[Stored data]
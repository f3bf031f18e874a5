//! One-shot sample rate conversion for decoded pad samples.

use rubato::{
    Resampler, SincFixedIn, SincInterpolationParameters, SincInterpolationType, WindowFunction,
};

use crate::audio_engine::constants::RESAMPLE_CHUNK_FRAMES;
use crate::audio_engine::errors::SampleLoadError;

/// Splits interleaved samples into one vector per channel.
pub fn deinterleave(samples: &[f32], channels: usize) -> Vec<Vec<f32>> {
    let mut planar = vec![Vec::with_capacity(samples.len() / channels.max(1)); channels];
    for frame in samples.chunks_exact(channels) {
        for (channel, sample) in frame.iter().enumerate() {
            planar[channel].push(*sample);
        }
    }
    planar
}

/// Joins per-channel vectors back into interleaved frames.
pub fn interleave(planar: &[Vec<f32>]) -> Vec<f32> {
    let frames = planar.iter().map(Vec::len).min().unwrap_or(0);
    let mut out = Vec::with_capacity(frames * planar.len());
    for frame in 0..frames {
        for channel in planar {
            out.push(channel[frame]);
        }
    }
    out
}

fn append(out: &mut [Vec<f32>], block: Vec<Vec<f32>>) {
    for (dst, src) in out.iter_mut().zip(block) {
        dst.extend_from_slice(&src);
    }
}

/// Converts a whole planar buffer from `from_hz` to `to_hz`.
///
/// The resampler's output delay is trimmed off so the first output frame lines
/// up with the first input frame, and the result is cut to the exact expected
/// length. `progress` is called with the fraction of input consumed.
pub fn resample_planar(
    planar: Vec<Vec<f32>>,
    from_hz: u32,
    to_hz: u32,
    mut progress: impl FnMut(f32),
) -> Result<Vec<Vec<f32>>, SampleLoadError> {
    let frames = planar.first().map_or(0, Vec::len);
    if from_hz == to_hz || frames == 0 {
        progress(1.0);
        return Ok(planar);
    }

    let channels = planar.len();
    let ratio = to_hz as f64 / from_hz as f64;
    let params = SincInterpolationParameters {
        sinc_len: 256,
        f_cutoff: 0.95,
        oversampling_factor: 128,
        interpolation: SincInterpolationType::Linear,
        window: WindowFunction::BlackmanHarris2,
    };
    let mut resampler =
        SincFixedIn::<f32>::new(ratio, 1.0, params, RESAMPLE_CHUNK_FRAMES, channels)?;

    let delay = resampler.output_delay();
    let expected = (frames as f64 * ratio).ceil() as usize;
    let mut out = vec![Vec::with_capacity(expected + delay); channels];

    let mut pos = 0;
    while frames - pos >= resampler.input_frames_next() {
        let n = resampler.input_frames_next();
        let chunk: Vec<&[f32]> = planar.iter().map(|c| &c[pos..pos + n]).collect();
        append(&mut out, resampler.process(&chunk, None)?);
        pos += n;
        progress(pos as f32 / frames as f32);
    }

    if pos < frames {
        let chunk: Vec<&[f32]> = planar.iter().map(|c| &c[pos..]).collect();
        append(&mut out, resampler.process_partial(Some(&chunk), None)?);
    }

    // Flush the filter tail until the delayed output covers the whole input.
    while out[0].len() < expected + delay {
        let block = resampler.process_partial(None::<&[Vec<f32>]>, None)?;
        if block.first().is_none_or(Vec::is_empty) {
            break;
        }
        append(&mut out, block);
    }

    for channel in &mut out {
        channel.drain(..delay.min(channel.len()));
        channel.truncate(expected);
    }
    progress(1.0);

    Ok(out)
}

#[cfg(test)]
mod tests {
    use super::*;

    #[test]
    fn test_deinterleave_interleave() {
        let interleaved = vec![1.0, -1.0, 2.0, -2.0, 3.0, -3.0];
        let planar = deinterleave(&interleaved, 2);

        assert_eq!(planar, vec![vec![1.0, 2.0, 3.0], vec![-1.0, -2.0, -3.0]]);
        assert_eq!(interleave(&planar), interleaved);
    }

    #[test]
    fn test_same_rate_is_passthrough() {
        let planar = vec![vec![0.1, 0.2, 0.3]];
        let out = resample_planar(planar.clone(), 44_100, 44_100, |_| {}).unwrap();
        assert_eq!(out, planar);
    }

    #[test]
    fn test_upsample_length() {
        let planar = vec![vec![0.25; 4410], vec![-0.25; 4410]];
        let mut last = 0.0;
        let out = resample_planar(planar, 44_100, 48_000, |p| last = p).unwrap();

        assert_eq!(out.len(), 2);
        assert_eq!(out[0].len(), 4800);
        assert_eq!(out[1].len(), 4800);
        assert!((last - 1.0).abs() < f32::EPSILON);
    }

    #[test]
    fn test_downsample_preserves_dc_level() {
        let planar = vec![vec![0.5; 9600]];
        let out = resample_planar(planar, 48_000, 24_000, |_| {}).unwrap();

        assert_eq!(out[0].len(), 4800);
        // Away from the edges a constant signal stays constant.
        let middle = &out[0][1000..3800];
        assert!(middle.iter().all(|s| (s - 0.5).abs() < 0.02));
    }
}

**EXERCISE BRIEF**
Which lines of the data contain the word "SincFixedIn"? Copy each one.

**THE ANSWER**
    Resampler, SincFixedIn, SincInterpolationParameters, SincInterpolationType, WindowFunction,
        SincFixedIn::<f32>::new(ratio, 1.0, params, RESAMPLE_CHUNK_FRAMES, channels)?;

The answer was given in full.